■ **WHAT IS REQUIRED**: Transcribe the listing from its top line through the line with "the threshold. Use". Keep it exact, both ends included, and add nothing.
────────────────
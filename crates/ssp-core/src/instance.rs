//! Skiving stock problem instances.

use crate::error::InstanceError;
use serde::{Deserialize, Serialize};

/// A skiving stock instance: threshold `T`, item lengths and availabilities.
///
/// Every item is strictly shorter than the threshold. Use
/// [`Instance::strip_large_items`] to drop items that are not.
#[derive(Debug, Clone, PartialEq, Eq, Serialize, Deserialize)]
#[serde(try_from = "InstanceRecord")]
pub struct Instance {
    threshold: u64,
    lengths: Vec<u64>,
    availabilities: Vec<u32>,
}

#[derive(Deserialize)]
struct InstanceRecord {
    threshold: u64,
    lengths: Vec<u64>,
    availabilities: Vec<u32>,
}

impl TryFrom<InstanceRecord> for Instance {
    type Error = InstanceError;

    fn try_from(record: InstanceRecord) -> Result<Self, Self::Error> {
        Instance::new(record.threshold, record.lengths, record.availabilities)
    }
}

impl Instance {
    /// Create a validated instance.
    pub fn new(
        threshold: u64,
        lengths: Vec<u64>,
        availabilities: Vec<u32>,
    ) -> Result<Self, InstanceError> {
        if threshold == 0 {
            return Err(InstanceError::ZeroThreshold);
        }
        if lengths.len() != availabilities.len() {
            return Err(InstanceError::LengthMismatch {
                lengths: lengths.len(),
                availabilities: availabilities.len(),
            });
        }
        for (item, &length) in lengths.iter().enumerate() {
            if length == 0 {
                return Err(InstanceError::ZeroLength { item });
            }
            if length >= threshold {
                return Err(InstanceError::ItemTooLong {
                    item,
                    length,
                    threshold,
                });
            }
        }
        Ok(Self {
            threshold,
            lengths,
            availabilities,
        })
    }

    /// Create an instance after removing every item with `length >= threshold`.
    ///
    /// Item indices of the result refer to the kept items only.
    pub fn strip_large_items(
        threshold: u64,
        lengths: Vec<u64>,
        availabilities: Vec<u32>,
    ) -> Result<Self, InstanceError> {
        if lengths.len() != availabilities.len() {
            return Err(InstanceError::LengthMismatch {
                lengths: lengths.len(),
                availabilities: availabilities.len(),
            });
        }
        let before = lengths.len();
        let (lengths, availabilities): (Vec<u64>, Vec<u32>) = lengths
            .into_iter()
            .zip(availabilities)
            .filter(|(length, _)| *length < threshold)
            .unzip();
        if lengths.len() < before {
            tracing::debug!(
                component = "instance",
                operation = "strip_large_items",
                status = "success",
                threshold,
                removed = before - lengths.len(),
                "Removed items not shorter than the threshold"
            );
        }
        Self::new(threshold, lengths, availabilities)
    }

    pub fn threshold(&self) -> u64 {
        self.threshold
    }

    pub fn lengths(&self) -> &[u64] {
        &self.lengths
    }

    pub fn availabilities(&self) -> &[u32] {
        &self.availabilities
    }

    /// Number of distinct items.
    pub fn len(&self) -> usize {
        self.lengths.len()
    }

    pub fn is_empty(&self) -> bool {
        self.lengths.is_empty()
    }

    /// Length of item `item`.
    ///
    /// # Panics
    ///
    /// Panics if `item` is out of range.
    pub fn length(&self, item: usize) -> u64 {
        self.lengths[item]
    }

    /// Availability of item `item`.
    ///
    /// # Panics
    ///
    /// Panics if `item` is out of range.
    pub fn availability(&self, item: usize) -> u32 {
        self.availabilities[item]
    }

    /// Iterate `(item, length, availability)` in index order.
    pub fn items(&self) -> impl Iterator<Item = (usize, u64, u32)> + '_ {
        self.lengths
            .iter()
            .zip(&self.availabilities)
            .enumerate()
            .map(|(item, (&length, &availability))| (item, length, availability))
    }

    /// Total length of all available copies.
    pub fn total_length(&self) -> u64 {
        self.items()
            .map(|(_, length, availability)| length * u64::from(availability))
            .sum()
    }

    /// Total number of available copies.
    pub fn total_copies(&self) -> u64 {
        self.availabilities.iter().map(|&b| u64::from(b)).sum()
    }

    /// Material bound: no more than `total_length / threshold` objects fit.
    pub fn material_bound(&self) -> u64 {
        self.total_length() / self.threshold
    }
}

#[cfg(test)]
mod tests {
    use super::*;

    fn sample() -> Instance {
        Instance::new(10, vec![6, 5, 4, 3], vec![1, 1, 2, 4]).unwrap()
    }

    #[test]
    fn accessors_report_items() {
        let inst = sample();
        assert_eq!(inst.threshold(), 10);
        assert_eq!(inst.len(), 4);
        assert_eq!(inst.length(2), 4);
        assert_eq!(inst.availability(3), 4);
        assert_eq!(inst.total_length(), 6 + 5 + 8 + 12);
        assert_eq!(inst.total_copies(), 8);
        assert_eq!(inst.material_bound(), 3);
    }

    #[test]
    fn rejects_item_at_threshold() {
        let err = Instance::new(10, vec![10, 3], vec![1, 1]).unwrap_err();
        assert_eq!(
            err,
            InstanceError::ItemTooLong {
                item: 0,
                length: 10,
                threshold: 10
            }
        );
    }

    #[test]
    fn rejects_mismatched_vectors() {
        let err = Instance::new(10, vec![3, 4], vec![1]).unwrap_err();
        assert_eq!(err.code(), "INSTANCE_LENGTH_MISMATCH");
    }

    #[test]
    fn rejects_zero_threshold_and_zero_length() {
        assert_eq!(
            Instance::new(0, vec![], vec![]).unwrap_err(),
            InstanceError::ZeroThreshold
        );
        assert_eq!(
            Instance::new(5, vec![0], vec![1]).unwrap_err(),
            InstanceError::ZeroLength { item: 0 }
        );
    }

    #[test]
    fn strip_large_items_keeps_order() {
        let inst = Instance::strip_large_items(10, vec![12, 6, 10, 3], vec![2, 1, 5, 4]).unwrap();
        assert_eq!(inst.lengths(), &[6, 3]);
        assert_eq!(inst.availabilities(), &[1, 4]);
    }

    #[test]
    fn deserialization_validates() {
        let ok: Instance =
            serde_json::from_str(r#"{"threshold":10,"lengths":[4],"availabilities":[2]}"#)
                .unwrap();
        assert_eq!(ok.length(0), 4);

        let bad = serde_json::from_str::<Instance>(
            r#"{"threshold":10,"lengths":[11],"availabilities":[2]}"#,
        );
        assert!(bad.is_err());
    }
}
//! Row-oriented LP/MIP container.
//!
//! Arc-flow rows are built whole from an [`Expr`], so coefficients are stored
//! per row in ascending variable order. Ids are dense insertion indices: a
//! [`VariableId`] is the column a backend sees and a [`ConstraintId`] its row.

use crate::error::ModelError;
use crate::expr::{ComparisonSense, ConstraintExpr, Expr};
use crate::ids::{ConstraintId, VariableId};
use crate::types::{Bounds, Constraint, Objective, Sense, Variable};
use std::collections::BTreeMap;

#[derive(Debug, Clone, Default)]
pub struct Model {
    variables: Vec<Variable>,
    variable_names: Vec<Option<String>>,
    constraints: Vec<Constraint>,
    rows: Vec<Vec<(VariableId, f64)>>,
    constraint_names: Vec<Option<String>>,
    objective: Objective,
    primal_start: Option<BTreeMap<VariableId, f64>>,
}

impl Model {
    pub fn new() -> Self {
        Self::default()
    }

    pub fn add_variable(&mut self, variable: Variable) -> Result<VariableId, ModelError> {
        check_bounds(variable.bounds)?;
        let id = VariableId::new(self.variables.len() as u32);
        self.variables.push(variable);
        self.variable_names.push(None);
        Ok(id)
    }

    /// Add `expr <sense> rhs` as a row.
    ///
    /// Duplicate variables are merged and zero coefficients dropped; a row
    /// whose terms cancel is still added.
    pub fn add_constraint_expr(
        &mut self,
        constraint: ConstraintExpr,
    ) -> Result<ConstraintId, ModelError> {
        let (expr, sense, rhs) = constraint.into_parts();
        let bounds = match sense {
            ComparisonSense::LessEqual => Bounds::new(f64::NEG_INFINITY, rhs),
            ComparisonSense::GreaterEqual => Bounds::new(rhs, f64::INFINITY),
            ComparisonSense::Equal => Bounds::new(rhs, rhs),
        };
        check_bounds(bounds)?;
        let terms = self.checked_terms(&expr)?;

        let id = ConstraintId::new(self.constraints.len() as u32);
        tracing::trace!(
            component = "model",
            operation = "add_row",
            status = "success",
            row = id.inner(),
            sense = sense.as_str(),
            terms = terms.len(),
            "Added row"
        );
        self.constraints.push(Constraint { bounds });
        self.rows.push(terms);
        self.constraint_names.push(None);
        Ok(id)
    }

    pub fn maximize(&mut self, expr: Expr) -> Result<(), ModelError> {
        self.set_objective(Sense::Maximize, expr)
    }

    pub fn minimize(&mut self, expr: Expr) -> Result<(), ModelError> {
        self.set_objective(Sense::Minimize, expr)
    }

    fn set_objective(&mut self, sense: Sense, expr: Expr) -> Result<(), ModelError> {
        if self.objective.sense.is_some() {
            return Err(ModelError::ObjectiveAlreadySet);
        }
        let terms = self.checked_terms(&expr)?;
        tracing::debug!(
            component = "model",
            operation = "set_objective",
            status = "success",
            sense = sense.as_str(),
            terms = terms.len(),
            "Set objective function"
        );
        self.objective = Objective {
            sense: Some(sense),
            terms,
        };
        Ok(())
    }

    fn checked_terms(&self, expr: &Expr) -> Result<Vec<(VariableId, f64)>, ModelError> {
        let terms = expr.normalized();
        for &(var, coeff) in &terms {
            self.get_variable(var)?;
            if !coeff.is_finite() {
                return Err(ModelError::NonFiniteValue { value: coeff });
            }
        }
        Ok(terms)
    }

    pub fn objective(&self) -> &Objective {
        &self.objective
    }

    pub fn num_variables(&self) -> usize {
        self.variables.len()
    }

    pub fn num_constraints(&self) -> usize {
        self.constraints.len()
    }

    /// Non-zero entries of the constraint matrix.
    pub fn num_coefficients(&self) -> usize {
        self.rows.iter().map(Vec::len).sum()
    }

    pub fn get_variable(&self, id: VariableId) -> Result<&Variable, ModelError> {
        self.variables
            .get(id.index())
            .ok_or(ModelError::UnknownVariable(id))
    }

    pub fn get_constraint(&self, id: ConstraintId) -> Result<&Constraint, ModelError> {
        self.constraints
            .get(id.index())
            .ok_or(ModelError::UnknownConstraint(id))
    }

    pub fn variables(&self) -> impl Iterator<Item = (VariableId, &Variable)> {
        self.variables
            .iter()
            .enumerate()
            .map(|(index, var)| (VariableId::new(index as u32), var))
    }

    pub fn constraints(&self) -> impl Iterator<Item = (ConstraintId, &Constraint)> {
        self.constraints
            .iter()
            .enumerate()
            .map(|(index, con)| (ConstraintId::new(index as u32), con))
    }

    /// Rows in order with their bounds and merged terms.
    pub fn rows(
        &self,
    ) -> impl Iterator<Item = (ConstraintId, &Constraint, &[(VariableId, f64)])> + '_ {
        self.constraints()
            .zip(&self.rows)
            .map(|((id, con), terms)| (id, con, terms.as_slice()))
    }

    /// Evaluate every row at `primal_values` (missing entries count as zero).
    pub fn row_activities(&self, primal_values: &[f64]) -> Vec<f64> {
        self.rows
            .iter()
            .map(|terms| {
                terms
                    .iter()
                    .map(|&(var, coeff)| {
                        coeff * primal_values.get(var.index()).copied().unwrap_or(0.0)
                    })
                    .sum()
            })
            .collect()
    }

    pub fn set_variable_name(&mut self, id: VariableId, name: String) -> Result<(), ModelError> {
        let slot = self
            .variable_names
            .get_mut(id.index())
            .ok_or(ModelError::UnknownVariable(id))?;
        *slot = Some(name);
        Ok(())
    }

    pub fn get_variable_name(&self, id: VariableId) -> Option<&str> {
        self.variable_names.get(id.index())?.as_deref()
    }

    pub fn set_constraint_name(
        &mut self,
        id: ConstraintId,
        name: String,
    ) -> Result<(), ModelError> {
        let slot = self
            .constraint_names
            .get_mut(id.index())
            .ok_or(ModelError::UnknownConstraint(id))?;
        *slot = Some(name);
        Ok(())
    }

    pub fn get_constraint_name(&self, id: ConstraintId) -> Option<&str> {
        self.constraint_names.get(id.index())?.as_deref()
    }

    /// Record a warm-start value; variables without a hint are left to the backend.
    pub fn set_primal_start(&mut self, id: VariableId, value: f64) -> Result<(), ModelError> {
        self.get_variable(id)?;
        if !value.is_finite() {
            return Err(ModelError::NonFiniteValue { value });
        }
        self.primal_start
            .get_or_insert_with(BTreeMap::new)
            .insert(id, value);
        Ok(())
    }

    pub fn primal_start(&self) -> Option<&BTreeMap<VariableId, f64>> {
        self.primal_start.as_ref()
    }
}

fn check_bounds(bounds: Bounds) -> Result<(), ModelError> {
    if bounds.is_valid() {
        Ok(())
    } else {
        Err(ModelError::InvalidBounds {
            lower: bounds.lower,
            upper: bounds.upper,
        })
    }
}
────────────────
■ **EXERCISE ANSWER**:
filename crates/ssp-core/src/instance.rs
//! Skiving stock problem instances.

use crate::error::InstanceError;
use serde::{Deserialize, Serialize};

/// A skiving stock instance: threshold `T`, item lengths and availabilities.
///
/// Every item is strictly shorter than the threshold. Use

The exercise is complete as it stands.